I’ve got to admit, until I watched The Dropout, I didn’t grasp the importance of the Elizabeth Holmes controversy. I dismissed it as another tech startup that got overvalued, went belly up, and pissed off its investors. It’s embarrassing that I just didn’t grasp how many people Theranos hurt by misrepresenting its technology. So thanks to this show (and presumably the podcast its based on) for that. But it’s actually the stuff with the investors that’s stuck with me the most. The way people can greedily, easily accept a lie is one thing, I was prepared for that. But watching how hard it was for them to believe that they’d been lied to was heartbreaking. If such an obvious fraud can have such staunch defenders, no wonder politics in our country are so fucked up.

5. The Bear

Now for more even Ebon Moss-Bachrach! Between The Dropout, The Bear, and a third show later on this list he had a remarkable year. So: the stressful sandwich show. America loves shows about demanding workplaces so it’s weird there haven’t been more dramas set in restaurants up to this point. Just like detectives, lawyers, and doctors, I’m glad we have chefs and also that I don’t have to be one.

4. The Rehearsal

The more I watched The Rehearsal the less I laughed. I don’t mean this in anyway to be an insult or a complaint, just the reality that the more surreal this experiment became, the more uncomfortable I got. In the end, I genuinely don’t know who were and were not actors. I don’t take the show at face value but how much of The Rehearsal was real? Was any of it? Should I feel bad for Nathan Fielder’s unwitting victims? Or should I be impressed that performers did such a convincing job? No idea. I guess that’s part of what makes it compelling television… The other part is that it is really funny though. Any time Nathan was walking around with his strap-on laptop I was happy.

3. Barry

This latest season of Barry had such a frantic unpredictability to it that I can’t help but hold it in high esteem. I believe this will be remembered as the series’ high watermark. Bill Hader and company took the elements that made Barry‘s best episodes memorable and poured them into every weekly panic attack as Barry’s moronically constructed life came crumbling down. That freeway chase!

2. Andor

2022 gave us The Book of Boba Fett, which was mediocre save a couple of quality Mandalorian episodes hidden in there, and Obi-Wan Kenobi, which really struggled to justify its own existence outside of fan-service. So I wasn’t really looking forward to another Star War prequel about a guy who died in a different prequel, especially since it was going to be like twice as many episodes as these shows typically are. Then I watched it and I was gobsmacked to find out that Disney+ had made a Star Wars show about how normal people become radicalized.
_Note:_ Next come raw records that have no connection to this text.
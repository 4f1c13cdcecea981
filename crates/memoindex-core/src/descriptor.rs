//! Deployment descriptor loading.
//!
//! The descriptor is written by the contract deployment step and read at
//! every startup:
//!
//! ```json
//! { "address": "0x51F0…0bBB", "abi": [ … ], "deploymentBlock": 1 }
//! ```
//!
//! Older deployment steps wrote `abi` as a JSON-encoded string; both forms
//! are accepted and normalized to a structured [`JsonAbi`].

use std::path::{Path, PathBuf};

use alloy_json_abi::{Event, JsonAbi};
use alloy_primitives::Address;
use serde::Deserialize;
use serde_json::Value;
use tracing::debug;

use crate::error::IngestError;

/// Contract address, interface and starting block for the listener.
#[derive(Debug, Clone, PartialEq, Eq)]
pub struct Descriptor {
    pub address: Address,
    pub abi: JsonAbi,
    pub deployment_block: Option<u64>,
}

#[derive(Deserialize)]
#[serde(rename_all = "camelCase")]
struct DescriptorFile {
    address: Option<String>,
    abi: Option<Value>,
    deployment_block: Option<u64>,
}

impl Descriptor {
    /// Parse a descriptor document.
    pub fn from_json_str(json: &str) -> Result<Self, IngestError> {
        let file: DescriptorFile = serde_json::from_str(json)
            .map_err(|e| IngestError::Config(format!("descriptor is not valid JSON: {e}")))?;

        let address = file
            .address
            .filter(|a| !a.is_empty())
            .ok_or_else(|| IngestError::Config("contract address not found in descriptor".into()))?;
        let address: Address = address
            .parse()
            .map_err(|e| IngestError::Config(format!("invalid contract address {address}: {e}")))?;

        let abi = match file.abi {
            None | Some(Value::Null) => {
                return Err(IngestError::Config("contract ABI not found in descriptor".into()))
            }
            Some(v) => normalize_abi(v)?,
        };

        Ok(Self {
            address,
            abi,
            deployment_block: file.deployment_block,
        })
    }

    /// Resolve the named event from the ABI.
    pub fn event(&self, name: &str) -> Result<&Event, IngestError> {
        self.abi
            .event(name)
            .and_then(|overloads| overloads.first())
            .ok_or_else(|| IngestError::Config(format!("event {name} not found in contract ABI")))
    }

    /// First block to scan: `deploymentBlock`, else `default`.
    pub fn start_block(&self, default: u64) -> u64 {
        self.deployment_block.unwrap_or(default)
    }
}

/// Accept a legacy JSON-encoded string or a structured ABI value.
fn normalize_abi(value: Value) -> Result<JsonAbi, IngestError> {
    match value {
        Value::String(encoded) => {
            debug!("descriptor ABI is a JSON-encoded string, decoding");
            serde_json::from_str(&encoded)
                .map_err(|e| IngestError::Config(format!("invalid encoded ABI: {e}")))
        }
        structured => serde_json::from_value(structured)
            .map_err(|e| IngestError::Config(format!("invalid ABI: {e}"))),
    }
}

/// Reads the descriptor file on demand.
///
/// Every [`load`](Self::load) re-reads the file, so calling it again
/// refreshes the configuration.
#[derive(Debug, Clone)]
pub struct DescriptorLoader {
    path: PathBuf,
}

impl DescriptorLoader {
    pub fn new(path: impl Into<PathBuf>) -> Self {
        Self { path: path.into() }
    }

    pub fn path(&self) -> &Path {
        &self.path
    }

    /// Read and validate the descriptor.
    pub fn load(&self) -> Result<Descriptor, IngestError> {
        let raw = std::fs::read_to_string(&self.path).map_err(|e| {
            IngestError::Config(format!("cannot read {}: {e}", self.path.display()))
        })?;
        let descriptor = Descriptor::from_json_str(&raw)?;
        debug!(
            path = %self.path.display(),
            address = %descriptor.address,
            deployment_block = ?descriptor.deployment_block,
            "descriptor loaded"
        );
        Ok(descriptor)
    }
}

#[cfg(test)]
mod tests {
    use super::*;

    const ABI: &str = r#"[
        {"inputs":[],"stateMutability":"nonpayable","type":"constructor"},
        {"anonymous":false,"inputs":[
            {"indexed":true,"internalType":"address","name":"from","type":"address"},
            {"indexed":false,"internalType":"uint256","name":"timestamp","type":"uint256"},
            {"indexed":false,"internalType":"string","name":"name","type":"string"},
            {"indexed":false,"internalType":"string","name":"message","type":"string"}
        ],"name":"NewMemo","type":"event"},
        {"inputs":[{"internalType":"string","name":"_name","type":"string"},
                   {"internalType":"string","name":"_message","type":"string"}],
         "name":"buyCoffee","outputs":[],"stateMutability":"payable","type":"function"}
    ]"#;

    const ADDRESS: &str = "0x51F005313F7d84fA14C5B7907e71836884a10bBB";

    fn structured_doc() -> String {
        format!(r#"{{"address":"{ADDRESS}","abi":{ABI},"deploymentBlock":100}}"#)
    }

    fn legacy_doc() -> String {
        let encoded = serde_json::to_string(ABI).unwrap();
        format!(r#"{{"address":"{ADDRESS}","abi":{encoded},"deploymentBlock":100}}"#)
    }

    #[test]
    fn legacy_and_structured_abi_are_equivalent() {
        let structured = Descriptor::from_json_str(&structured_doc()).unwrap();
        let legacy = Descriptor::from_json_str(&legacy_doc()).unwrap();
        assert_eq!(structured.abi, legacy.abi);
        assert_eq!(structured, legacy);
    }

    #[test]
    fn resolves_event_and_start_block() {
        let d = Descriptor::from_json_str(&structured_doc()).unwrap();
        let event = d.event("NewMemo").unwrap();
        assert_eq!(event.inputs.len(), 4);
        assert_eq!(d.start_block(0), 100);
        assert!(d.event("Withdrawn").is_err());
    }

    #[test]
    fn missing_deployment_block_uses_default() {
        let doc = format!(r#"{{"address":"{ADDRESS}","abi":{ABI}}}"#);
        let d = Descriptor::from_json_str(&doc).unwrap();
        assert_eq!(d.deployment_block, None);
        assert_eq!(d.start_block(0), 0);

        let doc = format!(r#"{{"address":"{ADDRESS}","abi":{ABI},"deploymentBlock":null}}"#);
        assert_eq!(Descriptor::from_json_str(&doc).unwrap().deployment_block, None);
    }

    #[test]
    fn missing_fields_are_config_errors() {
        let no_abi = format!(r#"{{"address":"{ADDRESS}"}}"#);
        let no_address = format!(r#"{{"abi":{ABI}}}"#);
        for doc in [no_abi.as_str(), no_address.as_str(), "not json", r#"{"address":"0x12","abi":[]}"#] {
            let err = Descriptor::from_json_str(doc).unwrap_err();
            assert!(matches!(err, IngestError::Config(_)), "{doc}: {err}");
        }
    }

    #[test]
    fn missing_file_is_config_error() {
        let loader = DescriptorLoader::new("/nonexistent/contract-data.json");
        assert!(matches!(loader.load(), Err(IngestError::Config(_))));
    }

    #[test]
    fn load_rereads_file() {
        let path = std::env::temp_dir().join(format!("memoindex-descriptor-{}.json", std::process::id()));
        std::fs::write(&path, structured_doc()).unwrap();
        let loader = DescriptorLoader::new(&path);
        assert_eq!(loader.load().unwrap().deployment_block, Some(100));

        std::fs::write(&path, legacy_doc().replace("100", "250")).unwrap();
        assert_eq!(loader.load().unwrap().deployment_block, Some(250));
        std::fs::remove_file(&path).ok();
    }
}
George Lucas had always wanted this saga to be about the evils of capitalism, imperialism, and fascism, and Andor finally foregrounds those ideas. The four-episode arc about the prison industrial complex is basically my new favorite Star Wars movie.

1. Better Call Saul

A lot of shows that start with “B” this time. Two years and one scary on-set heart attack after the end of season five, Better Call Saul returned to finish what Breaking Bad started way back in 2008. The final batch of episodes managed not only to bring a satisfying (albeit often heartbreaking) conclusion to its many plot lines, but along the way totally re-contextualized the original series from which it was birthed. I mean, obviously scenes with Saul and Mike are going to feel different as they went from supporting players to stars, but even Walt and Jesse can now be looked at in a different light thanks to what Better Call Saul did. That top-notch storytelling was consistently elevated by tremendous, resonant performances (Rhea Seehorn for all the awards please); stunning, innovative photography; and, for my money, the best editing on television. It’s a relief to hear that Vince Gilligan’s next project is something totally new, because right now his ABQniverse is pretty much perfect.